*WHAT TO WORK ON*:
From the entries below, work out the number of lines that hold the word "Some", and give that number alone.

*INFORMATION GIVEN*:
▼▼▼

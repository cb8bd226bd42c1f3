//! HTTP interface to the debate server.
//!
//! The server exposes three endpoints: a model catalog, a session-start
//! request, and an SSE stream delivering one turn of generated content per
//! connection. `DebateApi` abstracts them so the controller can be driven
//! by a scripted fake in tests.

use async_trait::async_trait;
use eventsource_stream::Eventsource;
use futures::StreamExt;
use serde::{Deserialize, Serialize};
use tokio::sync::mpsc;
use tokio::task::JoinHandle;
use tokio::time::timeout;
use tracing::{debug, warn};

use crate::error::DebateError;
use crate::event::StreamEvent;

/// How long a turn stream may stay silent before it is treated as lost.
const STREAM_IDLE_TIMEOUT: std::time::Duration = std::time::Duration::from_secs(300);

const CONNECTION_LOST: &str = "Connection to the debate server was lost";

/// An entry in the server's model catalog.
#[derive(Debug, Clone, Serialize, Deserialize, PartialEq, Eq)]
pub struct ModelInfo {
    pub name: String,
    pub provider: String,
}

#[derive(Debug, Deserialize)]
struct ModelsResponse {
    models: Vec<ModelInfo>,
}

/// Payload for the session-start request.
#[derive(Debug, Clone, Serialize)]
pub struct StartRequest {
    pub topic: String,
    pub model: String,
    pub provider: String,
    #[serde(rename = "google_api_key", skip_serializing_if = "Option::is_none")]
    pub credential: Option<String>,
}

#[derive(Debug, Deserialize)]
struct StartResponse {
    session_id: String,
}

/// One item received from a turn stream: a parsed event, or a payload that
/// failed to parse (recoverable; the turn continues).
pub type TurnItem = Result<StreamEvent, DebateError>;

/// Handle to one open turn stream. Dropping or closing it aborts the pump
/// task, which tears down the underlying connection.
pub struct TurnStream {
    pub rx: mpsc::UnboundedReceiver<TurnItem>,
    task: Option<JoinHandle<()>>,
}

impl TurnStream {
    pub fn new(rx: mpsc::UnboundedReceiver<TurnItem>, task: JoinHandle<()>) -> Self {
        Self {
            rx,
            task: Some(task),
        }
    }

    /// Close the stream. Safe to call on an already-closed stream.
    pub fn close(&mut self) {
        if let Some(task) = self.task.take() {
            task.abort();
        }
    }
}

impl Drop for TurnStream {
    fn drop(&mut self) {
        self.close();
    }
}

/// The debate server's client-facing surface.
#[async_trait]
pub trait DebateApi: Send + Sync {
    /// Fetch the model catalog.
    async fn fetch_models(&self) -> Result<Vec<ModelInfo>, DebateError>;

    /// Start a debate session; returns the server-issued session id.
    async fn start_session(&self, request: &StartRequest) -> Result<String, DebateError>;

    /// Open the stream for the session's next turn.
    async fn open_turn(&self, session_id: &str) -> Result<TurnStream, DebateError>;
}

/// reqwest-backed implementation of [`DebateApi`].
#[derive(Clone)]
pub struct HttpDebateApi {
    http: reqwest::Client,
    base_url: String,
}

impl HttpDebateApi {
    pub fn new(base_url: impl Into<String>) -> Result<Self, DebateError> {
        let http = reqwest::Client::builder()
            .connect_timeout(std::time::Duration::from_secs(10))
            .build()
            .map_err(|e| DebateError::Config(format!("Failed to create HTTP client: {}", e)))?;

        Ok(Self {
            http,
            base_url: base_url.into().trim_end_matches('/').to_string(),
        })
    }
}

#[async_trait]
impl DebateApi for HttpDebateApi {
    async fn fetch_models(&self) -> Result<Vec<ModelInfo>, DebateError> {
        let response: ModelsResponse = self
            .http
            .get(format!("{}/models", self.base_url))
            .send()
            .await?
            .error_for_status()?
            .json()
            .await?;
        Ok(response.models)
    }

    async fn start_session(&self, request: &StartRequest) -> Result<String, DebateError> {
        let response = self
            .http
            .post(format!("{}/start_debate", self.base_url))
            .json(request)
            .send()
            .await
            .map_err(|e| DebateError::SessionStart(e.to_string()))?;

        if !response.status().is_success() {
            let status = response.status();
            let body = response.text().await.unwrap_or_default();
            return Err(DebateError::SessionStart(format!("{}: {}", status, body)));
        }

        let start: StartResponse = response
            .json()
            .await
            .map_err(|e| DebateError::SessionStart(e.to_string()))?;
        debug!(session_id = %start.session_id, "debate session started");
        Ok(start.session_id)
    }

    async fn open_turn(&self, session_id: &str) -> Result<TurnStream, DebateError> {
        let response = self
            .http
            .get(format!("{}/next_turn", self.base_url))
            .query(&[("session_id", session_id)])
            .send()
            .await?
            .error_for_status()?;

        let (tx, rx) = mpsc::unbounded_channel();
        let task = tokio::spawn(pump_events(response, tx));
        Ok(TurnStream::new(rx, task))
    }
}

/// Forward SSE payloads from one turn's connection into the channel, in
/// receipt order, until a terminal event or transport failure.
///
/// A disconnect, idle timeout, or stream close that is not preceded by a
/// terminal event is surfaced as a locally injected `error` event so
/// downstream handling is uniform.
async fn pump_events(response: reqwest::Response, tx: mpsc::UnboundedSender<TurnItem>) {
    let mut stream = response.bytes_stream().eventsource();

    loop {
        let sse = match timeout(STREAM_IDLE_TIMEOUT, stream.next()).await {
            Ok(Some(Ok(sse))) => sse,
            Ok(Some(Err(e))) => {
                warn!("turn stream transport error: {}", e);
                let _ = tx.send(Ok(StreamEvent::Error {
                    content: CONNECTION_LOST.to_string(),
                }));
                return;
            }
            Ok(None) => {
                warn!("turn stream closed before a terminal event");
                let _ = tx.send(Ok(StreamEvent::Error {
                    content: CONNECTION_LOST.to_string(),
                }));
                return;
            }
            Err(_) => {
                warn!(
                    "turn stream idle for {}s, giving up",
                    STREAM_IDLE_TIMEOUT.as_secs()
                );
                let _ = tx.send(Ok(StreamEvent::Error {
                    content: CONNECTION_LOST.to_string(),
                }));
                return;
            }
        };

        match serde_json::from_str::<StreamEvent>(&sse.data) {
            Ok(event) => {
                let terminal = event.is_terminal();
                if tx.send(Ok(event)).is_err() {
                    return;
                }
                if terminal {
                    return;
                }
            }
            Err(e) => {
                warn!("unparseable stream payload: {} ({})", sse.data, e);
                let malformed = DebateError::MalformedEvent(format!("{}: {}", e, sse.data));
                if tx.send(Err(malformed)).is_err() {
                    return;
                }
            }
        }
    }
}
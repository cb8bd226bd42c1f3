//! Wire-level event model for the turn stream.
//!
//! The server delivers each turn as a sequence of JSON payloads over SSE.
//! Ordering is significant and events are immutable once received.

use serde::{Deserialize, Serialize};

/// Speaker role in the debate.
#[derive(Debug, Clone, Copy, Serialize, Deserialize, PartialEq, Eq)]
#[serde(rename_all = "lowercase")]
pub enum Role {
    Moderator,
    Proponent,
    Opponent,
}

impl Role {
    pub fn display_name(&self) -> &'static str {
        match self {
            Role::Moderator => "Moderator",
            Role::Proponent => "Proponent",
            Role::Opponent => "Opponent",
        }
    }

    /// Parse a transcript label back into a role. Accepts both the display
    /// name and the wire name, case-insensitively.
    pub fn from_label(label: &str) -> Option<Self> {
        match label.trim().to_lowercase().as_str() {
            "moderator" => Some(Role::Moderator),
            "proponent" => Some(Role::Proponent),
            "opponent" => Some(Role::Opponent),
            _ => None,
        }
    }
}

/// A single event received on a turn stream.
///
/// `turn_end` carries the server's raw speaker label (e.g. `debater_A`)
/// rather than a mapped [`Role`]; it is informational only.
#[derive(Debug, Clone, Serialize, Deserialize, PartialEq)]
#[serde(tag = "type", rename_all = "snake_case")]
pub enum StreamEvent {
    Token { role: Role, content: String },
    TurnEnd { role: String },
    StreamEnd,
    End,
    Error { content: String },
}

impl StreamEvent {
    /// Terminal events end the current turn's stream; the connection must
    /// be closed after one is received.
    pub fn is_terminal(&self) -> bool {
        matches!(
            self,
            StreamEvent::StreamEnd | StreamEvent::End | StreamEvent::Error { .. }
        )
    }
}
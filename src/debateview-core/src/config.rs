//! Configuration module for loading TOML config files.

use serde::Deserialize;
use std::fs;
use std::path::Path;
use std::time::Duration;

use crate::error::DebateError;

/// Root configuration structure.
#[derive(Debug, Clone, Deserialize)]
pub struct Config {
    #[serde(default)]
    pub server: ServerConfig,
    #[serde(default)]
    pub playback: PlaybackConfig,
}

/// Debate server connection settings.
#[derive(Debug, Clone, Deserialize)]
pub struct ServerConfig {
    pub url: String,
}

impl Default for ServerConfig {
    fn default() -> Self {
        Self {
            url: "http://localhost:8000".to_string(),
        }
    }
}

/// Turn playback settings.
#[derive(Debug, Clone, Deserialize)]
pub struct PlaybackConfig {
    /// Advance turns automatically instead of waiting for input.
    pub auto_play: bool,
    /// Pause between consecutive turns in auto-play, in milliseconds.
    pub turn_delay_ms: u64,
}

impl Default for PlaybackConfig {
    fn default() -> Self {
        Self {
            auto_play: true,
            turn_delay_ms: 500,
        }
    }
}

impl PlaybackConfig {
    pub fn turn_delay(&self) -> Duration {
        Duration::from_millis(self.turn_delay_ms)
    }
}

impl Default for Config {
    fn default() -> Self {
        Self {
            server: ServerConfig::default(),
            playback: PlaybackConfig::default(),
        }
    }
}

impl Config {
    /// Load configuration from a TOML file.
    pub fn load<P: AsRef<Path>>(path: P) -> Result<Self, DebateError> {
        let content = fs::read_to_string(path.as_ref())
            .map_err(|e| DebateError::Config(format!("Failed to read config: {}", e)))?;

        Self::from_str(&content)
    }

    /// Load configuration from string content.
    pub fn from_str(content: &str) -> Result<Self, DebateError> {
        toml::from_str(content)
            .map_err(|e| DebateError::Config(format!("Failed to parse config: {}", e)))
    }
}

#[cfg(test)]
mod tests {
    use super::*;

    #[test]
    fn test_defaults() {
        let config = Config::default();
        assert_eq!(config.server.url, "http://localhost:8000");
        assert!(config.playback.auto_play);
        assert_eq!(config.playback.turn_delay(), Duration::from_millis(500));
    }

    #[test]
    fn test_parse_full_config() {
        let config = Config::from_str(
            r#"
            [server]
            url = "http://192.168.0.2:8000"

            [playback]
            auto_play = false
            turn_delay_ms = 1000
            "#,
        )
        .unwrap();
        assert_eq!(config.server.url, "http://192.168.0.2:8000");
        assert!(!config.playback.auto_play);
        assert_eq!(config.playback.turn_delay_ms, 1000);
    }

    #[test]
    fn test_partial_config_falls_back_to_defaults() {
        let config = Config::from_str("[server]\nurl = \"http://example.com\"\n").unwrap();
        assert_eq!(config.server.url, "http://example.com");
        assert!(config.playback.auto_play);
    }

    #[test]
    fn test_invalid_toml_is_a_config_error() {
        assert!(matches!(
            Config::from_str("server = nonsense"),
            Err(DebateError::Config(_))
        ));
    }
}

▲▲▲

*SOLUTION FOR THIS PROBLEM*:
7